====== The data ======

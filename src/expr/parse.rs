//! Text syntax for algebraic expressions.
//!
//! ```text
//! sum    := term (('+' | '-') term)*
//! term   := unary (('*' | '/') unary)*
//! unary  := ('-' | '+') unary | power
//! power  := atom (('^' | '**') unary)?
//! atom   := number | ident '(' sum ')' | ident | '(' sum ')'
//! ```
//!
//! Numbers accept engineering suffixes (`10p`, `4.7k`). The only function is
//! `sqrt`. Identifiers are returned as written; resolving them against a
//! symbol table is up to the caller.

use nom::branch::alt;
use nom::bytes::complete::{tag, take_while};
use nom::character::complete::{char, multispace0, one_of, satisfy};
use nom::combinator::{all_consuming, map, opt, recognize};
use nom::multi::many0;
use nom::sequence::{delimited, pair, preceded, terminated};
use nom::{IResult, Parser};

use super::Expr;
use crate::numeng::eng_value;

/// Parse a complete expression.
pub fn parse_expr(text: &str) -> Result<Expr, String> {
    all_consuming(terminated(sum, multispace0))
        .parse(text)
        .map(|(_, e)| e)
        .map_err(|_| format!("cannot parse '{}'", text.trim()))
}

fn sum(input: &str) -> IResult<&str, Expr> {
    let (rest, first) = term(input)?;
    let (rest, tail) = many0(pair(preceded(multispace0, one_of("+-")), term)).parse(rest)?;
    let terms = std::iter::once(first).chain(
        tail.into_iter()
            .map(|(op, t)| if op == '-' { -t } else { t }),
    );
    Ok((rest, Expr::sum(terms)))
}

fn term(input: &str) -> IResult<&str, Expr> {
    let (rest, first) = unary(input)?;
    let (rest, tail) = many0(pair(preceded(multispace0, one_of("*/")), unary)).parse(rest)?;
    let factors = std::iter::once(first).chain(
        tail.into_iter()
            .map(|(op, f)| if op == '/' { f.recip() } else { f }),
    );
    Ok((rest, Expr::product(factors)))
}

fn unary(input: &str) -> IResult<&str, Expr> {
    preceded(
        multispace0,
        alt((
            map(preceded(char('-'), unary), |e: Expr| -e),
            preceded(char('+'), unary),
            power,
        )),
    )
    .parse(input)
}

fn power(input: &str) -> IResult<&str, Expr> {
    let (rest, base) = atom(input)?;
    let (rest, exponent) =
        opt(preceded((multispace0, alt((tag("**"), tag("^")))), unary)).parse(rest)?;
    match exponent {
        Some(e) => Ok((rest, Expr::pow(base, e))),
        None => Ok((rest, base)),
    }
}

fn atom(input: &str) -> IResult<&str, Expr> {
    preceded(
        multispace0,
        alt((
            map(eng_value, Expr::Num),
            call_or_symbol,
            delimited(char('('), sum, preceded(multispace0, char(')'))),
        )),
    )
    .parse(input)
}

fn identifier(input: &str) -> IResult<&str, &str> {
    recognize(pair(
        satisfy(|c: char| c.is_ascii_alphabetic() || c == '_'),
        take_while(|c: char| c.is_ascii_alphanumeric() || c == '_'),
    ))
    .parse(input)
}

fn call_or_symbol(input: &str) -> IResult<&str, Expr> {
    let (rest, name) = identifier(input)?;
    let (rest, argument) = opt(preceded(
        multispace0,
        delimited(char('('), sum, preceded(multispace0, char(')'))),
    ))
    .parse(rest)?;
    match argument {
        None => Ok((rest, Expr::sym(name))),
        Some(arg) if name.eq_ignore_ascii_case("sqrt") => Ok((rest, arg.sqrt())),
        Some(_) => Err(nom::Err::Failure(nom::error::Error::new(
            input,
            nom::error::ErrorKind::Verify,
        ))),
    }
}

#[cfg(test)]
mod tests {
    use super::*;
    use approx::assert_relative_eq;

    #[test]
    fn test_parse_scaled_symbol() {
        let e = parse_expr("10*C1").unwrap();
        assert_eq!(e, Expr::Mul(vec![Expr::Num(10.0), Expr::sym("C1")]));
    }

    #[test]
    fn test_parse_precedence() {
        let e = parse_expr("1 + 2*3^2").unwrap();
        assert_eq!(e, Expr::Num(19.0));
        let e = parse_expr("2**3**2").unwrap();
        assert_eq!(e, Expr::Num(512.0));
        let e = parse_expr("-(1 - 4) / 2").unwrap();
        assert_eq!(e, Expr::Num(1.5));
    }

    #[test]
    fn test_parse_suffix_numbers() {
        let e = parse_expr("1k + 2").unwrap();
        assert_eq!(e, Expr::Num(1002.0));
        let e = parse_expr("C1 * 10p").unwrap();
        match e {
            Expr::Mul(f) => {
                assert_relative_eq!(f[0].as_number().unwrap(), 10e-12, max_relative = 1e-12);
                assert_eq!(f[1], Expr::sym("C1"));
            }
            other => panic!("unexpected {:?}", other),
        }
    }

    #[test]
    fn test_parse_sqrt_and_division() {
        let e = parse_expr("K1*sqrt(L1*L2)").unwrap();
        assert!(e.depends_on("K1") && e.depends_on("L1") && e.depends_on("L2"));
        let e = parse_expr("1/(R1*C1)").unwrap();
        assert_eq!(e.to_string(), "1/(R1*C1)");
    }

    #[test]
    fn test_parse_rejects_garbage() {
        assert!(parse_expr("").is_err());
        assert!(parse_expr("C1 C2").is_err());
        assert!(parse_expr("foo(1)").is_err());
        assert!(parse_expr("(R1").is_err());
        assert!(parse_expr("2 *").is_err());
    }
}
//! Results output formatting (CSV).

use std::io::Write;

use crate::analysis::{MagnitudeMode, Response};
use crate::error::Result;
use crate::optim::Target;

fn magnitude_column(mode: MagnitudeMode) -> &'static str {
    match mode {
        MagnitudeMode::Decibel => "Magnitude_dB",
        MagnitudeMode::Linear => "Magnitude",
    }
}

/// Write a frequency response as CSV.
///
/// Format:
/// ```csv
/// Frequency,Magnitude_dB,Phase_deg
/// 1000,-0.17,-11.3
/// 3183.1,-3.01,-45.0
/// ```
pub fn write_response_csv<W: Write>(response: &Response, writer: &mut W) -> Result<()> {
    writeln!(writer, "Frequency,{},Phase_deg", magnitude_column(response.mode))?;
    for i in 0..response.len() {
        writeln!(
            writer,
            "{},{},{}",
            response.frequencies[i], response.magnitude[i], response.phase_deg[i]
        )?;
    }
    Ok(())
}

/// Write the target next to the initial and fitted responses, all in dB.
///
/// Rows follow the target's frequency axis; both responses must be sampled
/// on the same axis.
pub fn write_fit_csv<W: Write>(
    target: &Target,
    initial: &Response,
    fitted: &Response,
    writer: &mut W,
) -> Result<()> {
    writeln!(
        writer,
        "Frequency,Target_dB,Target_phase_deg,Initial_dB,Initial_phase_deg,Fitted_dB,Fitted_phase_deg"
    )?;
    let (initial_db, fitted_db) = (initial.magnitude_db(), fitted.magnitude_db());
    for (i, f) in target.frequencies.iter().enumerate() {
        writeln!(
            writer,
            "{},{},{},{},{},{},{}",
            f,
            target.magnitude_db[i],
            target.phase_deg[i],
            initial_db[i],
            initial.phase_deg[i],
            fitted_db[i],
            fitted.phase_deg[i]
        )?;
    }
    Ok(())
}

#[cfg(test)]
mod tests {
    use super::*;

    fn response(mode: MagnitudeMode) -> Response {
        Response {
            frequencies: vec![10.0, 100.0],
            magnitude: vec![1.0, 0.5],
            phase_deg: vec![0.0, -45.0],
            mode,
        }
    }

    #[test]
    fn test_response_csv() {
        let mut out = Vec::new();
        write_response_csv(&response(MagnitudeMode::Linear), &mut out).unwrap();
        let text = String::from_utf8(out).unwrap();
        assert_eq!(text, "Frequency,Magnitude,Phase_deg\n10,1,0\n100,0.5,-45\n");
    }

    #[test]
    fn test_fit_csv_converts_to_db() {
        let target = Target {
            frequencies: vec![10.0, 100.0],
            magnitude_db: vec![0.0, -3.0],
            phase_deg: vec![0.0, -45.0],
        };
        let lin = response(MagnitudeMode::Linear);
        let mut out = Vec::new();
        write_fit_csv(&target, &lin, &lin, &mut out).unwrap();
        let text = String::from_utf8(out).unwrap();
        let rows: Vec<&str> = text.lines().collect();
        assert_eq!(rows.len(), 3);
        assert!(rows[0].starts_with("Frequency,Target_dB"));
        assert!(rows[1].starts_with("10,0,0,0,0,0,0"));
    }
}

======

Task description = Please print, exactly and with nothing else, the lines from the first line of the entries through the line containing "let (rest, first) = unary(input)?;".

Output of the task =
filename src/expr/parse.rs
//! Text syntax for algebraic expressions.
//!
//! ```text
//! sum    := term (('+' | '-') term)*
//! term   := unary (('*' | '/') unary)*
//! unary  := ('-' | '+') unary | power
//! power  := atom (('^' | '**') unary)?
//! atom   := number | ident '(' sum ')' | ident | '(' sum ')'
//! ```
//!
//! Numbers accept engineering suffixes (`10p`, `4.7k`). The only function is
//! `sqrt`. Identifiers are returned as written; resolving them against a
//! symbol table is up to the caller.

use nom::branch::alt;
use nom::bytes::complete::{tag, take_while};
use nom::character::complete::{char, multispace0, one_of, satisfy};
use nom::combinator::{all_consuming, map, opt, recognize};
use nom::multi::many0;
use nom::sequence::{delimited, pair, preceded, terminated};
use nom::{IResult, Parser};

use super::Expr;
use crate::numeng::eng_value;

/// Parse a complete expression.
pub fn parse_expr(text: &str) -> Result<Expr, String> {
    all_consuming(terminated(sum, multispace0))
        .parse(text)
        .map(|(_, e)| e)
        .map_err(|_| format!("cannot parse '{}'", text.trim()))
}

fn sum(input: &str) -> IResult<&str, Expr> {
    let (rest, first) = term(input)?;
    let (rest, tail) = many0(pair(preceded(multispace0, one_of("+-")), term)).parse(rest)?;
    let terms = std::iter::once(first).chain(
        tail.into_iter()
            .map(|(op, t)| if op == '-' { -t } else { t }),
    );
    Ok((rest, Expr::sum(terms)))
}

fn term(input: &str) -> IResult<&str, Expr> {
    let (rest, first) = unary(input)?;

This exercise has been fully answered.